As Intuit’s Open Source Technical Lead, it’s important to me to effect change locally and help Intuit increase the overall average. Having diverse project maintainers and contributors — at Intuit and more widely — comes into play every day in my role. In fact, my team and I have a goal to increase Intuit women’s open source contributions by 30%. We work to encourage open source involvement in the Intuit engineering community by delivering hands-on workshops, webinars and talks that teach engineers about Open Source and by promoting participation in events like Hacktoberfest. Tune in to check out our webinar for International Women in Engineering Day, “Open Source: The Future is Female”.
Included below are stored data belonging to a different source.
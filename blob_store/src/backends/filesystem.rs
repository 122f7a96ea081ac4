//! Local filesystem blob store backend.
//!
//! Blobs live at `<root>/<namespace>/<hash[0:2]>/<hash[2:4]>/<hash>`. The
//! modification time of a blob file is its last-access time: it is reset to
//! the epoch on write and bumped to now on tracked reads, and
//! [`FileSystemStore::cleanup`] evicts the oldest files first.

use std::{
    collections::BinaryHeap,
    io,
    path::{Path, PathBuf},
    time::SystemTime,
};

use async_stream::try_stream;
use async_trait::async_trait;
use bytes::Bytes;
use chrono::{DateTime, Utc};
use data_model::{BlobError, BlobId, BlobResult, LastAccessTracking, NamespaceId};
use filetime::FileTime;
use futures::{stream::BoxStream, StreamExt};
use serde::{Deserialize, Serialize};
use tokio_util::io::ReaderStream;
use tracing::{debug, info, warn};

use crate::{BackendInfo, BackendKind, BlobContents, BlobMetadata, BlobStore, ListedBlob};

const TMP_DIR: &str = "~tmp";

fn default_max_size_bytes() -> u64 {
    100 * 1024 * 1024 * 1024
}

fn default_trigger_threshold() -> f64 {
    0.95
}

fn default_target_threshold() -> f64 {
    0.7
}

fn default_max_files_per_pass() -> usize {
    100_000
}

fn default_max_passes() -> usize {
    5
}

#[derive(Debug, Clone, Serialize, Deserialize, PartialEq)]
pub struct FileSystemConfig {
    pub root: PathBuf,

    /// Disk budget the eviction thresholds are fractions of.
    #[serde(default = "default_max_size_bytes")]
    pub max_size_bytes: u64,

    /// Cleanup does nothing while usage is at or below this fraction.
    #[serde(default = "default_trigger_threshold")]
    pub trigger_threshold: f64,

    /// Cleanup evicts until usage is at or below this fraction.
    #[serde(default = "default_target_threshold")]
    pub target_threshold: f64,

    #[serde(default = "default_max_files_per_pass")]
    pub max_files_per_pass: usize,

    #[serde(default = "default_max_passes")]
    pub max_passes: usize,
}

impl FileSystemConfig {
    pub fn new(root: impl Into<PathBuf>) -> Self {
        Self {
            root: root.into(),
            max_size_bytes: default_max_size_bytes(),
            trigger_threshold: default_trigger_threshold(),
            target_threshold: default_target_threshold(),
            max_files_per_pass: default_max_files_per_pass(),
            max_passes: default_max_passes(),
        }
    }
}

/// Outcome of one [`FileSystemStore::cleanup`] run.
#[derive(Debug, Clone, Default, PartialEq, Eq)]
pub struct GcReport {
    pub bytes_before: u64,
    pub bytes_after: u64,
    pub files_deleted: u64,
    pub passes: usize,
}

pub struct FileSystemStore {
    config: FileSystemConfig,
}

impl FileSystemStore {
    pub async fn new(config: FileSystemConfig) -> BlobResult<Self> {
        tokio::fs::create_dir_all(config.root.join(TMP_DIR)).await?;
        Ok(Self { config })
    }

    pub fn config(&self) -> &FileSystemConfig {
        &self.config
    }

    fn namespace_dir(&self, ns: &NamespaceId) -> PathBuf {
        self.config.root.join(ns.as_str())
    }

    fn blob_path(&self, ns: &NamespaceId, blob: &BlobId) -> PathBuf {
        let hex = blob.to_hex();
        self.namespace_dir(ns)
            .join(&hex[0..2])
            .join(&hex[2..4])
            .join(hex)
    }

    async fn not_found(&self, ns: &NamespaceId, blob: &BlobId) -> BlobError {
        match tokio::fs::try_exists(self.namespace_dir(ns)).await {
            Ok(true) => BlobError::blob_not_found(ns, blob),
            _ => BlobError::namespace_not_found(ns),
        }
    }

    /// Evict least recently accessed blobs until usage is at or below the
    /// target threshold. A no-op while usage is at or below the trigger
    /// threshold.
    pub async fn cleanup(&self) -> BlobResult<GcReport> {
        let config = self.config.clone();
        let report = tokio::task::spawn_blocking(move || collect_garbage(&config))
            .await
            .map_err(|e| BlobError::Other { source: e.into() })??;
        if report.files_deleted > 0 {
            info!(
                root = %self.config.root.display(),
                bytes_before = report.bytes_before,
                bytes_after = report.bytes_after,
                files_deleted = report.files_deleted,
                passes = report.passes,
                "filesystem cleanup evicted blobs"
            );
        }
        Ok(report)
    }
}

#[async_trait]
impl BlobStore for FileSystemStore {
    fn info(&self) -> BackendInfo {
        BackendInfo {
            kind: BackendKind::FileSystem,
            root_capable: true,
            supports_consistency_scan: true,
            local: true,
        }
    }

    async fn put(&self, ns: &NamespaceId, blob: &BlobId, content: Bytes) -> BlobResult<BlobId> {
        if content.is_empty() {
            warn!(namespace = %ns, blob = %blob, "writing zero-length blob to filesystem");
        }
        let path = self.blob_path(ns, blob);
        if tokio::fs::try_exists(&path).await? {
            return Ok(*blob);
        }
        if let Some(parent) = path.parent() {
            tokio::fs::create_dir_all(parent).await?;
        }

        let tmp = self
            .config
            .root
            .join(TMP_DIR)
            .join(uuid::Uuid::new_v4().to_string());
        tokio::fs::write(&tmp, &content).await?;

        if tokio::fs::try_exists(&path).await? {
            tokio::fs::remove_file(&tmp).await?;
            return Ok(*blob);
        }
        if let Err(e) = tokio::fs::rename(&tmp, &path).await {
            let _ = tokio::fs::remove_file(&tmp).await;
            return Err(e.into());
        }
        filetime::set_file_mtime(&path, FileTime::zero())?;
        debug!(namespace = %ns, blob = %blob, path = %path.display(), "stored blob");
        Ok(*blob)
    }

    async fn get(
        &self,
        ns: &NamespaceId,
        blob: &BlobId,
        tracking: LastAccessTracking,
        _supports_redirect: bool,
    ) -> BlobResult<BlobContents> {
        let path = self.blob_path(ns, blob);
        let file = match tokio::fs::File::open(&path).await {
            Ok(file) => file,
            Err(e) if e.kind() == io::ErrorKind::NotFound => {
                return Err(self.not_found(ns, blob).await)
            }
            Err(e) => return Err(e.into()),
        };
        let length = file.metadata().await?.len();
        if tracking == LastAccessTracking::Track {
            filetime::set_file_mtime(&path, FileTime::now())?;
        }
        let stream = ReaderStream::new(file).map(|chunk| chunk.map_err(BlobError::from));
        Ok(BlobContents::from_stream(stream.boxed(), length))
    }

    async fn exists(&self, ns: &NamespaceId, blob: &BlobId, _force_check: bool) -> BlobResult<bool> {
        Ok(tokio::fs::try_exists(self.blob_path(ns, blob)).await?)
    }

    async fn metadata(&self, ns: &NamespaceId, blob: &BlobId) -> BlobResult<BlobMetadata> {
        let meta = match tokio::fs::metadata(self.blob_path(ns, blob)).await {
            Ok(meta) => meta,
            Err(e) if e.kind() == io::ErrorKind::NotFound => {
                return Err(self.not_found(ns, blob).await)
            }
            Err(e) => return Err(e.into()),
        };
        let created = meta.created().or_else(|_| meta.modified())?;
        Ok(BlobMetadata {
            size_bytes: meta.len(),
            created_at: DateTime::<Utc>::from(created),
        })
    }

    async fn delete(&self, ns: &NamespaceId, blob: &BlobId) -> BlobResult<bool> {
        match tokio::fs::remove_file(self.blob_path(ns, blob)).await {
            Ok(()) => Ok(true),
            Err(e) if e.kind() == io::ErrorKind::NotFound => Ok(false),
            Err(e) => Err(e.into()),
        }
    }

    async fn delete_namespace(&self, ns: &NamespaceId) -> BlobResult<()> {
        match tokio::fs::remove_dir_all(self.namespace_dir(ns)).await {
            Ok(()) => Ok(()),
            Err(e) if e.kind() == io::ErrorKind::NotFound => Ok(()),
            Err(e) => Err(e.into()),
        }
    }

    /// Walks the fan-out directories in sorted order, pruning those that
    /// sort before `start_after`.
    fn list(
        &self,
        ns: &NamespaceId,
        start_after: Option<BlobId>,
    ) -> BoxStream<'static, BlobResult<ListedBlob>> {
        let dir = self.namespace_dir(ns);
        let cursor = start_after.map(|blob| blob.to_hex());
        let stream = try_stream! {
            // (directory, concatenated fan-out prefix)
            let mut pending = Vec::new();
            if tokio::fs::try_exists(&dir).await? {
                pending.push((dir, String::new()));
            }
            while let Some((dir, prefix)) = pending.pop() {
                let mut entries = tokio::fs::read_dir(&dir).await?;
                let mut dirs = Vec::new();
                let mut files = Vec::new();
                while let Some(entry) = entries.next_entry().await? {
                    let Some(name) = entry.file_name().to_str().map(str::to_string) else {
                        continue;
                    };
                    if entry.file_type().await?.is_dir() {
                        let child = format!("{}{}", prefix, name);
                        let before_cursor = cursor.as_deref().is_some_and(|cursor| {
                            child.as_str() < &cursor[..child.len().min(cursor.len())]
                        });
                        if !before_cursor {
                            dirs.push((entry.path(), child));
                        }
                    } else if let Ok(blob) = name.parse::<BlobId>() {
                        if !matches!(start_after, Some(after) if blob <= after) {
                            files.push((blob, entry.path()));
                        }
                    }
                }

                files.sort_by_key(|(blob, _)| *blob);
                for (blob, path) in files {
                    let meta = match tokio::fs::metadata(&path).await {
                        Ok(meta) => meta,
                        Err(e) if e.kind() == io::ErrorKind::NotFound => continue,
                        Err(e) => Err(e)?,
                    };
                    yield ListedBlob {
                        blob,
                        last_modified: DateTime::<Utc>::from(meta.modified()?),
                    };
                }

                dirs.sort_by(|a, b| b.1.cmp(&a.1));
                pending.extend(dirs);
            }
        };
        stream.boxed()
    }
}

#[derive(Debug, PartialEq, Eq, PartialOrd, Ord)]
struct FileEntry {
    modified: SystemTime,
    path: PathBuf,
    size: u64,
}

/// One walk over a store root.
struct FileScan {
    total_bytes: u64,
    /// At most `keep` least recently accessed files, oldest first.
    oldest: Vec<FileEntry>,
}

/// Walk every blob file under `root`, skipping the temp directory, and keep
/// the `keep` oldest in a bounded max-heap.
fn scan_files(root: &Path, keep: usize) -> io::Result<FileScan> {
    let mut total_bytes = 0u64;
    let mut oldest = BinaryHeap::new();
    let mut pending = vec![root.to_path_buf()];
    while let Some(dir) = pending.pop() {
        let entries = match std::fs::read_dir(&dir) {
            Ok(entries) => entries,
            Err(e) if e.kind() == io::ErrorKind::NotFound => continue,
            Err(e) => return Err(e),
        };
        for entry in entries {
            let entry = entry?;
            let file_type = entry.file_type()?;
            if file_type.is_dir() {
                if dir == root && entry.file_name() == TMP_DIR {
                    continue;
                }
                pending.push(entry.path());
                continue;
            }
            let meta = match entry.metadata() {
                Ok(meta) => meta,
                Err(e) if e.kind() == io::ErrorKind::NotFound => continue,
                Err(e) => return Err(e),
            };
            total_bytes += meta.len();
            oldest.push(FileEntry {
                modified: meta.modified()?,
                path: entry.path(),
                size: meta.len(),
            });
            if oldest.len() > keep {
                oldest.pop();
            }
        }
    }
    Ok(FileScan {
        total_bytes,
        oldest: oldest.into_sorted_vec(),
    })
}

fn collect_garbage(config: &FileSystemConfig) -> BlobResult<GcReport> {
    let mut scan = scan_files(&config.root, config.max_files_per_pass)?;
    let bytes_before = scan.total_bytes;
    let trigger = (config.max_size_bytes as f64 * config.trigger_threshold) as u64;
    let target = (config.max_size_bytes as f64 * config.target_threshold) as u64;

    let mut report = GcReport {
        bytes_before,
        bytes_after: bytes_before,
        ..Default::default()
    };
    if bytes_before <= trigger {
        return Ok(report);
    }

    let mut usage = bytes_before;
    while usage > target && report.passes < config.max_passes {
        if report.passes > 0 {
            scan = scan_files(&config.root, config.max_files_per_pass)?;
            usage = scan.total_bytes;
        }
        report.passes += 1;
        if scan.oldest.is_empty() {
            break;
        }
        for file in scan.oldest.drain(..) {
            if usage <= target {
                break;
            }
            match std::fs::remove_file(&file.path) {
                Ok(()) => {
                    usage = usage.saturating_sub(file.size);
                    report.files_deleted += 1;
                }
                Err(e) if e.kind() == io::ErrorKind::NotFound => {}
                Err(e) => return Err(e.into()),
            }
        }
    }
    report.bytes_after = usage;
    Ok(report)
}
While women are doing awesome things in open source, finding them can be challenging. I recently started a ‘Awesome List’ of amazing women creators, maintainers and contributors here: https://github.com/roxiomontes/Women-in-OpenSource (if you know of any , please add their names). The project was inspired by two situations where I struggled to find women creators and maintainers. In the first, I was compiling a list of Open Source projects that Intuit could consider for sponsorship. I wanted to fund a diverse portfolio, and struggled to find women-led projects. In the second, I was acting in my role as co-chair for this year’s Grace Hopper Celebration Open Source Day (OSD), looking for projects that would be fun and interesting for attendees to contribute to. Again, I wanted to find diverse and women-led projects. I spent a good (crazy) amount of time Googling and trying to find sites, articles, posts, anything that could give me names, but it was REALLY hard to find any up-to-date resources. These challenges inspired me to take two actions: start the directory and write this article 😇

My first additions to the directory were the maintainers I know personally.
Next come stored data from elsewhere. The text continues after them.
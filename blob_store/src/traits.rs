//! Core blob store trait.

use async_trait::async_trait;
use bytes::Bytes;
use data_model::{BlobId, BlobResult, LastAccessTracking, NamespaceId};
use futures::stream::BoxStream;
use url::Url;

use crate::{BlobContents, BlobMetadata, ListedBlob};

#[derive(Debug, Clone, Copy, PartialEq, Eq, strum::Display, strum::AsRefStr)]
#[strum(serialize_all = "snake_case")]
pub enum BackendKind {
    Memory,
    FileSystem,
    S3,
    Azure,
    Relay,
    Peer,
}

/// Capabilities of a backend. Callers branch on these flags rather than on
/// the concrete backend type.
#[derive(Debug, Clone, Copy, PartialEq, Eq)]
pub struct BackendInfo {
    pub kind: BackendKind,
    /// Can serve as the last, authoritative tier.
    pub root_capable: bool,
    /// Can be enumerated and re-hashed by the content consistency check.
    pub supports_consistency_scan: bool,
    /// Holds data private to this process/host, so maintenance needs no
    /// leader election.
    pub local: bool,
}

/// One physical store.
///
/// Writes are idempotent: storing the same identifier twice keeps the
/// existing content. Reads of a missing blob fail with
/// `BlobError::BlobNotFound`, reads in a namespace whose physical container
/// is missing fail with `BlobError::NamespaceNotFound`.
#[async_trait]
pub trait BlobStore: Send + Sync {
    fn info(&self) -> BackendInfo;

    async fn put(&self, ns: &NamespaceId, blob: &BlobId, content: Bytes) -> BlobResult<BlobId>;

    /// Read a blob. When `supports_redirect` is set and the backend can
    /// presign URIs, a redirect is returned instead of bytes.
    async fn get(
        &self,
        ns: &NamespaceId,
        blob: &BlobId,
        tracking: LastAccessTracking,
        supports_redirect: bool,
    ) -> BlobResult<BlobContents>;

    /// Existence without content. `false` is the normal "not here" outcome.
    /// `force_check` asks backends that front another service to bypass any
    /// index-based shortcut on the far side.
    async fn exists(&self, ns: &NamespaceId, blob: &BlobId, force_check: bool) -> BlobResult<bool>;

    async fn metadata(&self, ns: &NamespaceId, blob: &BlobId) -> BlobResult<BlobMetadata>;

    /// Remove a blob. Returns whether anything was removed; an absent blob
    /// is not an error.
    async fn delete(&self, ns: &NamespaceId, blob: &BlobId) -> BlobResult<bool>;

    async fn delete_namespace(&self, ns: &NamespaceId) -> BlobResult<()>;

    /// Name of the physical container that holds `ns` in this store.
    /// Namespaces resolving to the same container see each other's blobs.
    fn container(&self, ns: &NamespaceId) -> BlobResult<String> {
        Ok(ns.as_str().to_string())
    }

    /// Lazily enumerate everything physically present in a namespace, in
    /// ascending identifier order. With `start_after`, enumeration resumes
    /// after that identifier, so a listing can be paged.
    fn list(
        &self,
        ns: &NamespaceId,
        start_after: Option<BlobId>,
    ) -> BoxStream<'static, BlobResult<ListedBlob>>;

    /// Presigned read URI, `None` when unsupported.
    async fn read_redirect(&self, _ns: &NamespaceId, _blob: &BlobId) -> BlobResult<Option<Url>> {
        Ok(None)
    }

    /// Presigned write URI, `None` when unsupported.
    async fn write_redirect(&self, _ns: &NamespaceId, _blob: &BlobId) -> BlobResult<Option<Url>> {
        Ok(None)
    }
}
I am very proud to share that at Intuit, not only do we have women contributing to open source, we also have a number of women creating and maintaining amazing open source projects.

It has been so energizing to see that our initiatives to promote Open Source and our focus on diversity have delivered such amazing results. In this spirit, we’re sharing stories of six female creators and maintainers from the Intuit community:

Katie Levy, creator of Truffle-Shuffle

An Android data-driven, percentage-based UI Card Gallery Library

Katie Levy, the first woman to solo open source a project at Intuit, is a Software Engineer working on the TurboTax backend services and platform. Katie is passionate about encouraging a positive work learning culture for engineers to do the best work of their lives and believes open source can help do that. Whether it is Android development, server-side development, functional programming, or developing full web applications in Kotlin, she has the fierce dedication to always be learning and improving her skills as an engineer and employee.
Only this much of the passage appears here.